Grade 10 | Lesson 21

Science

Lesson Overview

Modifying the Living World

• Selective Breeding and Hybridization
• Mutations
• Genetic Engineering
• The New Human Genetics

You're a Scientist

Modifying the Living World

One of the most complex questions facing scientists, consumers and philosophers today is that of selective breeding and human genetic engineering. Some aspects of this conversation are still science fiction, but more and more, our technologies are allowing us to modify the living world in tremendous ways. You'll explore some of the questions and issues related to these practices in this lesson

Selective Breeding and Hybridization
Farmers and ranchers throughout the world have long tried to improve the organisms with which they work. By selecting the most productive plants or animals to produce the next generation, people have found that the productivity of a domesticated species can gradually be increased. Such an increase in productivity results form using breeding strategies such as selective breeding and two special forms of selective breeding: inbreeding and hybridization.

The oldest and most obvious way of improving a species is by selective breeding, or selecting a few individuals to serve as parents for the next generation. By crossing only those individual plants or animals that have a desired characteristic, the breeder can improve the yield of a crop plant, increase the milk production of cattle, or develop flowers of a particular color. Most present-day crop plants were first developed by selective breeding. Luther Burbank of California (1849-1926) was perhaps the world's foremost selective breeder. Burbank produced more than 250 new varieties of fruit by selective breeding, but his work also extended to other plants, including the daisy and the famous Burbank Potato.

One of the most useful of the breeder's techniques is hybridization, a cross between dissimilar individuals. Hybridization often involves crossing members of different (but related) species. Hybrids, the individuals produced by such crosses, are often hardier than either of the parents. This phenomenon is known as hybrid vigor. All breeds of corn that are grown commercially are hybrids, and every year corn breeders produce new hybrids that combine such basic characteristics as disease resistance, yield per acre, and nutritional value. Modern hybrid corn produces as much as ten times the crop per acre of older varieties of corn.

Research It!
What are some common cross bread and hybrid products that we consume all the time?

Mutations
A useful as selective breeding is, it is confined to characteristics that already exist in the population. But as you may recall, mutations, which are inheritable changes in DNA, can sometimes produce organisms with new characteristics. If the new characteristics are desirable, breeders can use selective breeding to produce an entire population possessing these characteristics.

Of course, a breeder may not want to wait for a beneficial mutation to appear naturally.
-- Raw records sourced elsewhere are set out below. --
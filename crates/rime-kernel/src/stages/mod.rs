//! Simulation and display stages.
//!
//! Each stage owns its pipeline, its pass timer and the bind group built
//! from the buffers it is handed at construction. A stage records its pass
//! into its own encoder and submits it immediately, so passes execute in
//! the order the orchestrator calls them.

pub mod diffusion;
pub mod freezing;
pub mod initialise;
pub mod post_render;
pub mod present;
pub mod raster;

pub use diffusion::DiffusionStage;
pub use freezing::FreezingStage;
pub use initialise::InitialiseStage;
pub use post_render::PostRenderStage;
pub use present::PresentStage;
pub use raster::{RasterBindings, RasterSettings, RasterStage, RasterTarget};

use rime_common::ProgramError;
use tracing::info;
use wgpu::{BindGroup, BindGroupLayout, Buffer, ComputePipeline, Device, Queue};

use crate::program::{load_program, ProgramSource};
use crate::timer::PassTimer;

/// Entry point shared by every compute program.
pub const COMPUTE_ENTRY_POINT: &str = "main";

/// Storage buffer binding visible to compute programs.
#[must_use]
pub const fn storage_entry(binding: u32, read_only: bool) -> wgpu::BindGroupLayoutEntry {
    wgpu::BindGroupLayoutEntry {
        binding,
        visibility: wgpu::ShaderStages::COMPUTE,
        ty: wgpu::BindingType::Buffer {
            ty: wgpu::BufferBindingType::Storage { read_only },
            has_dynamic_offset: false,
            min_binding_size: None,
        },
        count: None,
    }
}

/// Uniform buffer binding visible to compute programs.
#[must_use]
pub const fn uniform_entry(binding: u32) -> wgpu::BindGroupLayoutEntry {
    wgpu::BindGroupLayoutEntry {
        binding,
        visibility: wgpu::ShaderStages::COMPUTE,
        ty: wgpu::BindingType::Buffer {
            ty: wgpu::BufferBindingType::Uniform,
            has_dynamic_offset: false,
            min_binding_size: None,
        },
        count: None,
    }
}

/// Binds `buffers` in order, starting at binding 0.
#[must_use]
pub fn buffer_bind_group(
    device: &Device,
    layout: &BindGroupLayout,
    label: &str,
    buffers: &[&Buffer],
) -> BindGroup {
    let entries: Vec<wgpu::BindGroupEntry<'_>> = buffers
        .iter()
        .zip(0u32..)
        .map(|(buffer, binding)| wgpu::BindGroupEntry {
            binding,
            resource: buffer.as_entire_binding(),
        })
        .collect();

    device.create_bind_group(&wgpu::BindGroupDescriptor {
        label: Some(label),
        layout,
        entries: &entries,
    })
}

/// A compute pipeline together with its layout and pass timer.
pub struct ComputeProgram {
    label: String,
    pipeline: ComputePipeline,
    bind_group_layout: BindGroupLayout,
    timer: PassTimer,
}

impl ComputeProgram {
    /// Loads the program at `path` and builds its pipeline over `entries`.
    pub fn new(
        device: &Device,
        queue: &Queue,
        source: &dyn ProgramSource,
        path: &str,
        label: &str,
        entries: &[wgpu::BindGroupLayoutEntry],
    ) -> Result<Self, ProgramError> {
        let shader = load_program(device, source, path)?;

        let bind_group_layout = device.create_bind_group_layout(&wgpu::BindGroupLayoutDescriptor {
            label: Some(&format!("{label} Bind Group Layout")),
            entries,
        });

        let pipeline_layout = device.create_pipeline_layout(&wgpu::PipelineLayoutDescriptor {
            label: Some(&format!("{label} Pipeline Layout")),
            bind_group_layouts: &[&bind_group_layout],
            push_constant_ranges: &[],
        });

        let pipeline = device.create_compute_pipeline(&wgpu::ComputePipelineDescriptor {
            label: Some(&format!("{label} Pipeline")),
            layout: Some(&pipeline_layout),
            module: &shader,
            entry_point: Some(COMPUTE_ENTRY_POINT),
            compilation_options: wgpu::PipelineCompilationOptions::default(),
            cache: None,
        });

        info!("{label} pipeline created");

        Ok(Self {
            label: label.to_string(),
            pipeline,
            bind_group_layout,
            timer: PassTimer::new(device, queue, label),
        })
    }

    /// Layout the stage's bind group must follow.
    #[must_use]
    pub fn bind_group_layout(&self) -> &BindGroupLayout {
        &self.bind_group_layout
    }

    /// Pass timer of this program.
    #[must_use]
    pub fn timer(&self) -> &PassTimer {
        &self.timer
    }

    /// Mutable pass timer of this program.
    pub fn timer_mut(&mut self) -> &mut PassTimer {
        &mut self.timer
    }

    /// Records one timed dispatch and submits it.
    pub fn run(
        &mut self,
        device: &Device,
        queue: &Queue,
        bind_group: &BindGroup,
        (x, y, z): (u32, u32, u32),
    ) {
        let mut encoder = device.create_command_encoder(&wgpu::CommandEncoderDescriptor {
            label: Some(&self.label),
        });

        {
            let mut pass = encoder.begin_compute_pass(&wgpu::ComputePassDescriptor {
                label: Some(&self.label),
                timestamp_writes: self.timer.begin_compute(),
            });
            pass.set_pipeline(&self.pipeline);
            pass.set_bind_group(0, bind_group, &[]);
            pass.dispatch_workgroups(x, y, z);
        }

        self.timer.end(&mut encoder);
        queue.submit(Some(encoder.finish()));
        self.timer.submitted();
    }
}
In such a case, a breeder may decide to artificially increase the chances of mutations occurring in a group of organisms. This can be done with agents or substances known as mutagens.

Seedless oranges and hairless mice are the result of mutations.

Mutagens, which include radiation and chemicals, cause mutations. Many mutations are harmful; but with luck and perseverance, a few mutants (individuals with mutations) with desirable characteristics not found in the original population may be produced.

Mutagenesis, or using mutagens to increase the mutation rate, is particularly useful with bacteria. Their small size enables millions of organisms to undergo mutagenesis at the same time, thereby increasing the chances of producing a useful mutant. Using this technique, scientists have been able to develop hundreds of useful bacterial strains. It has even been possible to produce bacteria that can digest oil and are thus useful in cleaning up oil spills.

Genetic Engineering
In recent years molecular biologists have developed a powerful new set of techniques that affect DNA directly. For the first time biologists can engineer a set of genetic changes directly into an organism's DNA. Appropriately enough, this new form of manipulation is called genetic engineering.

Imagine for a moment the tools you would need to take a gene from one organism and place it into another. First, you would need a way to carefully cut the DNA containing the gene away from the genes surrounding it. Second, you would have to find a way to combine that gene with a piece of DNA form the recipient organism; that is, the organism that will receive the DNA. Third, you would have to insert the combined DNA into the new organism. Finally, it would be useful to have a way to read the sequences of nucleotide bases in the gene in order to analyze the genes that you are manipulating. Each of these tools is now available, making it possible to insert a gene from one organism into another.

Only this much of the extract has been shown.